▶ Exercise instructions
Copy each line of the listing that includes "ExecutorFilter".

--- Data extracts ---

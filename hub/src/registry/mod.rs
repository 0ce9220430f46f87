//! Executor Registry - Registration Table
//!
//! In-memory table of every known executor together with its live status and
//! rolling metrics. Supports filtered lookups for the router and keeps
//! registration order so that selection ties resolve deterministically.
//!
//! # Features
//!
//! - Registration / unregistration (re-registration replaces the record)
//! - Explicit status transitions and load-driven `active` / `busy` switching
//! - Filtered snapshots in registration order
//! - Health probe bookkeeping (see [`health`])
//! - Rolling success-rate and latency metrics (see [`metrics`])

use std::collections::{BTreeMap, HashMap};
use std::sync::atomic::{AtomicU64, Ordering};
use std::time::Duration;

use chrono::{DateTime, Utc};
use serde::{Deserialize, Serialize};
use tokio::sync::RwLock;
use tracing::{debug, info, warn};

use crate::config::{HubConfig, MetricsConfig, RegistryConfig};
use crate::error::{HubError, Result};
use crate::executor::{Capabilities, ExecutorDescriptor, ExecutorId, ExecutorStatus};

pub mod filter;
pub mod health;
pub mod metrics;

pub use filter::*;
pub use health::*;
pub use metrics::*;

// ============================================================================
// Registration
// ============================================================================

/// Live record wrapping one executor descriptor
#[derive(Debug, Clone, PartialEq, Serialize, Deserialize)]
pub struct Registration {
    pub descriptor: ExecutorDescriptor,

    pub status: ExecutorStatus,

    pub registered_at: DateTime<Utc>,

    /// Last status change, load report or health probe
    pub last_activity: DateTime<Utc>,

    /// Completed tasks, successful or not; never decreases
    pub tasks_completed: u64,

    /// Rolling success rate (0-100)
    pub success_rate: f64,

    /// Reported load (0-100)
    pub current_load: f64,

    pub capabilities: Capabilities,

    /// Minimum time between two health probes
    pub health_check_interval: Duration,

    /// Registration order, used for deterministic tie-breaking
    sequence: u64,
}

impl Registration {
    pub(crate) fn new(
        descriptor: ExecutorDescriptor,
        sequence: u64,
        health_check_interval: Duration,
        default_max_concurrent_tasks: usize,
    ) -> Self {
        let now = Utc::now();
        let capabilities = Capabilities::derive(&descriptor, default_max_concurrent_tasks);

        Self {
            descriptor,
            status: ExecutorStatus::Active,
            registered_at: now,
            last_activity: now,
            tasks_completed: 0,
            success_rate: 100.0,
            current_load: 0.0,
            capabilities,
            health_check_interval,
            sequence,
        }
    }

    pub fn id(&self) -> &ExecutorId {
        &self.descriptor.id
    }

    /// Position in registration order (lower registered first)
    pub fn registration_order(&self) -> u64 {
        self.sequence
    }

    /// In-flight ceiling for this executor
    pub fn max_concurrent_tasks(&self) -> usize {
        self.capabilities.performance.max_concurrent_tasks
    }

    /// Whether a health probe is due at `now`
    pub fn is_health_check_due(&self, now: DateTime<Utc>) -> bool {
        let elapsed = now.signed_duration_since(self.last_activity);
        match elapsed.to_std() {
            Ok(elapsed) => elapsed >= self.health_check_interval,
            // last_activity in the future
            Err(_) => false,
        }
    }
}

// ============================================================================
// Executor Registry
// ============================================================================

/// Registry of known executors
///
/// Shared by handle (`Arc<ExecutorRegistry>`) between the router, the
/// orchestrator, the health monitor and the discovery cache. All mutation goes
/// through one `RwLock`, so writers are serialized.
pub struct ExecutorRegistry {
    /// Registrations indexed by executor ID
    registrations: RwLock<HashMap<ExecutorId, Registration>>,

    /// Next registration sequence number
    next_sequence: AtomicU64,

    config: RegistryConfig,

    metrics_config: MetricsConfig,
}

impl ExecutorRegistry {
    /// Create a new registry
    pub fn new(config: RegistryConfig, metrics_config: MetricsConfig) -> Self {
        info!("Initializing Executor Registry");

        Self {
            registrations: RwLock::new(HashMap::new()),
            next_sequence: AtomicU64::new(0),
            config,
            metrics_config,
        }
    }

    /// Create from the hub configuration
    pub fn from_config(config: &HubConfig) -> Self {
        Self::new(config.registry.clone(), config.metrics.clone())
    }

    pub fn config(&self) -> &RegistryConfig {
        &self.config
    }

    // ========================================================================
    // Registration
    // ========================================================================

    /// Register an executor, replacing any existing record with the same id
    pub async fn register(&self, descriptor: ExecutorDescriptor) -> Registration {
        let sequence = self.next_sequence.fetch_add(1, Ordering::Relaxed);
        let registration = Registration::new(
            descriptor,
            sequence,
            self.config.default_health_check_interval,
            self.config.default_max_concurrent_tasks,
        );
        let id = registration.id().clone();

        let replaced = self
            .registrations
            .write()
            .await
            .insert(id.clone(), registration.clone());

        if replaced.is_some() {
            info!("Executor {} re-registered (previous record replaced)", id);
        } else {
            info!(
                "Executor {} registered ({}, {} tools)",
                id,
                registration.descriptor.role,
                registration.capabilities.tools.len()
            );
        }

        registration
    }

    /// Register only if the id is unknown; returns whether a record was added
    pub async fn register_if_absent(&self, descriptor: ExecutorDescriptor) -> bool {
        let mut registrations = self.registrations.write().await;
        if registrations.contains_key(&descriptor.id) {
            return false;
        }

        let sequence = self.next_sequence.fetch_add(1, Ordering::Relaxed);
        let registration = Registration::new(
            descriptor,
            sequence,
            self.config.default_health_check_interval,
            self.config.default_max_concurrent_tasks,
        );
        info!("Executor {} registered from discovery", registration.id());
        registrations.insert(registration.id().clone(), registration);
        true
    }

    /// Unregister an executor; returns false if it was not registered
    pub async fn unregister(&self, id: &ExecutorId) -> bool {
        let removed = self.registrations.write().await.remove(id).is_some();

        if removed {
            info!("Executor {} unregistered", id);
        } else {
            debug!("Unregister ignored, executor {} not registered", id);
        }

        removed
    }

    /// Remove every registration
    pub async fn clear(&self) {
        self.registrations.write().await.clear();
    }

    // ========================================================================
    // Status
    // ========================================================================

    /// Set the status of an executor directly
    pub async fn update_status(&self, id: &ExecutorId, status: ExecutorStatus) -> Result<()> {
        let mut registrations = self.registrations.write().await;
        let registration = registrations
            .get_mut(id)
            .ok_or_else(|| HubError::NotFound(format!("executor {}", id)))?;

        if registration.status != status {
            debug!("Executor {} status {} -> {}", id, registration.status, status);
        }
        registration.status = status;
        registration.last_activity = Utc::now();

        Ok(())
    }

    /// Record the load an executor reports and apply the `active` / `busy` transition
    ///
    /// Load is clamped to 0-100. Executors in `error`, `inactive` or
    /// `maintenance` keep their status.
    pub async fn report_load(&self, id: &ExecutorId, load: f64) -> Result<ExecutorStatus> {
        let threshold = self.config.max_load_threshold;
        let mut registrations = self.registrations.write().await;
        let registration = registrations
            .get_mut(id)
            .ok_or_else(|| HubError::NotFound(format!("executor {}", id)))?;

        registration.current_load = clamp_percentage(load);
        registration.last_activity = Utc::now();

        if matches!(registration.status, ExecutorStatus::Active | ExecutorStatus::Busy) {
            let next = if registration.current_load > threshold {
                ExecutorStatus::Busy
            } else {
                ExecutorStatus::Active
            };
            if next != registration.status {
                debug!(
                    "Executor {} load {:.1} -> {}",
                    id, registration.current_load, next
                );
                registration.status = next;
            }
        }

        Ok(registration.status)
    }

    // ========================================================================
    // Lookup
    // ========================================================================

    /// Get a snapshot of one registration
    pub async fn get(&self, id: &ExecutorId) -> Option<Registration> {
        self.registrations.read().await.get(id).cloned()
    }

    pub async fn contains(&self, id: &ExecutorId) -> bool {
        self.registrations.read().await.contains_key(id)
    }

    /// All registrations matching `filter`, in registration order
    pub async fn find(&self, filter: &ExecutorFilter) -> Vec<Registration> {
        let mut matches: Vec<Registration> = self
            .registrations
            .read()
            .await
            .values()
            .filter(|registration| filter.matches(registration))
            .cloned()
            .collect();

        matches.sort_by_key(Registration::registration_order);
        matches
    }

    /// All registrations, in registration order
    pub async fn snapshot(&self) -> Vec<Registration> {
        self.find(&ExecutorFilter::default()).await
    }

    pub async fn len(&self) -> usize {
        self.registrations.read().await.len()
    }

    pub async fn is_empty(&self) -> bool {
        self.registrations.read().await.is_empty()
    }

    // ========================================================================
    // Statistics
    // ========================================================================

    /// Aggregate counts and averages over all registrations
    pub async fn statistics(&self) -> RegistryStatistics {
        let registrations = self.registrations.read().await;

        let mut totals_by_status = BTreeMap::new();
        let mut totals_by_role = BTreeMap::new();
        for registration in registrations.values() {
            *totals_by_status.entry(registration.status).or_insert(0) += 1;
            *totals_by_role
                .entry(registration.descriptor.role.normalized())
                .or_insert(0) += 1;
        }

        let total = registrations.len();
        let averages = if total > 0 {
            let count = total as f64;
            SystemAverages {
                average_success_rate: registrations.values().map(|r| r.success_rate).sum::<f64>() / count,
                average_load: registrations.values().map(|r| r.current_load).sum::<f64>() / count,
                average_response_time_ms: registrations
                    .values()
                    .map(|r| r.capabilities.performance.avg_response_time_ms)
                    .sum::<f64>()
                    / count,
                total_tasks_completed: registrations.values().map(|r| r.tasks_completed).sum(),
            }
        } else {
            SystemAverages::default()
        };

        RegistryStatistics {
            total_executors: total,
            totals_by_status,
            totals_by_role,
            averages,
        }
    }

    // ========================================================================
    // Internal access for health / metrics
    // ========================================================================

    pub(crate) fn metrics_config(&self) -> &MetricsConfig {
        &self.metrics_config
    }

    pub(crate) fn registrations(&self) -> &RwLock<HashMap<ExecutorId, Registration>> {
        &self.registrations
    }
}

impl Default for ExecutorRegistry {
    fn default() -> Self {
        Self::new(RegistryConfig::default(), MetricsConfig::default())
    }
}

/// Clamp a percentage into 0-100, mapping NaN to 0
pub(crate) fn clamp_percentage(value: f64) -> f64 {
    if value.is_nan() {
        warn!("Ignoring NaN percentage");
        return 0.0;
    }
    value.clamp(0.0, 100.0)
}

/// Registry statistics
#[derive(Debug, Clone, Default, PartialEq, Serialize, Deserialize)]
pub struct RegistryStatistics {
    pub total_executors: usize,
    pub totals_by_status: BTreeMap<ExecutorStatus, usize>,

    /// Keyed by normalized role, so `BackendDev` and `backend-dev` share a bucket
    pub totals_by_role: BTreeMap<String, usize>,

    pub averages: SystemAverages,
}

impl RegistryStatistics {
    pub fn count_with_status(&self, status: ExecutorStatus) -> usize {
        self.totals_by_status.get(&status).copied().unwrap_or(0)
    }
}

/// System-wide averages over all registrations
#[derive(Debug, Clone, Default, PartialEq, Serialize, Deserialize)]
pub struct SystemAverages {
    pub average_success_rate: f64,
    pub average_load: f64,
    pub average_response_time_ms: f64,
    pub total_tasks_completed: u64,
}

---

▶ Answer section
    pub async fn find(&self, filter: &ExecutorFilter) -> Vec<Registration> {
        self.find(&ExecutorFilter::default()).await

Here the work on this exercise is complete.